This exercise calls for every record to be set down again, exactly and in full.

_Entries provided:_
________

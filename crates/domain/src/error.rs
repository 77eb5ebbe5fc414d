// Copyright (C) 2026 Minpaku Suite Contributors
// Use of this source code is governed by an MIT-style
// license that can be found in the LICENSE file or at
// https://opensource.org/licenses/MIT.

/// Errors that can occur during domain parsing and validation.
#[derive(Debug, Clone, PartialEq, Eq)]
pub enum DomainError {
    /// Booking state string is not one of the recognized states.
    InvalidBookingState(String),
    /// Failed to parse a calendar date from a string.
    DateParseError {
        /// The invalid date string.
        date_string: String,
        /// The parsing error message.
        error: String,
    },
    /// Failed to parse a timestamp from a string.
    DatetimeParseError {
        /// The invalid timestamp string.
        datetime_string: String,
        /// The parsing error message.
        error: String,
    },
}

impl std::fmt::Display for DomainError {
    fn fmt(&self, f: &mut std::fmt::Formatter<'_>) -> std::fmt::Result {
        match self {
            Self::InvalidBookingState(state) => {
                write!(f, "Invalid booking state: {state}")
            }
            Self::DateParseError { date_string, error } => {
                write!(f, "Failed to parse date '{date_string}': {error}")
            }
            Self::DatetimeParseError {
                datetime_string,
                error,
            } => {
                write!(f, "Failed to parse timestamp '{datetime_string}': {error}")
            }
        }
    }
}

impl std::error::Error for DomainError {}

________

_Reply:_
filename crates/domain/src/error.rs
repository 77eb5ebbe5fc414d
// Copyright (C) 2026 Minpaku Suite Contributors
// Use of this source code is governed by an MIT-style
// license that can be found in the LICENSE file or at
// https://opensource.org/licenses/MIT.

/// Errors that can occur during domain parsing and validation.
#[derive(Debug, Clone, PartialEq, Eq)]
pub enum DomainError {
    /// Booking state string is not one of the recognized states.
    InvalidBookingState(String),
    /// Failed to parse a calendar date from a string.
    DateParseError {
        /// The invalid date string.
        date_string: String,
        /// The parsing error message.
        error: String,
    },
    /// Failed to parse a timestamp from a string.
    DatetimeParseError {
        /// The invalid timestamp string.
        datetime_string: String,
        /// The parsing error message.
        error: String,
    },
}

impl std::fmt::Display for DomainError {
    fn fmt(&self, f: &mut std::fmt::Formatter<'_>) -> std::fmt::Result {
        match self {
            Self::InvalidBookingState(state) => {
                write!(f, "Invalid booking state: {state}")
            }
            Self::DateParseError { date_string, error } => {
                write!(f, "Failed to parse date '{date_string}': {error}")
            }
            Self::DatetimeParseError {
                datetime_string,
                error,
            } => {
                write!(f, "Failed to parse timestamp '{datetime_string}': {error}")
            }
        }
    }
}

impl std::error::Error for DomainError {}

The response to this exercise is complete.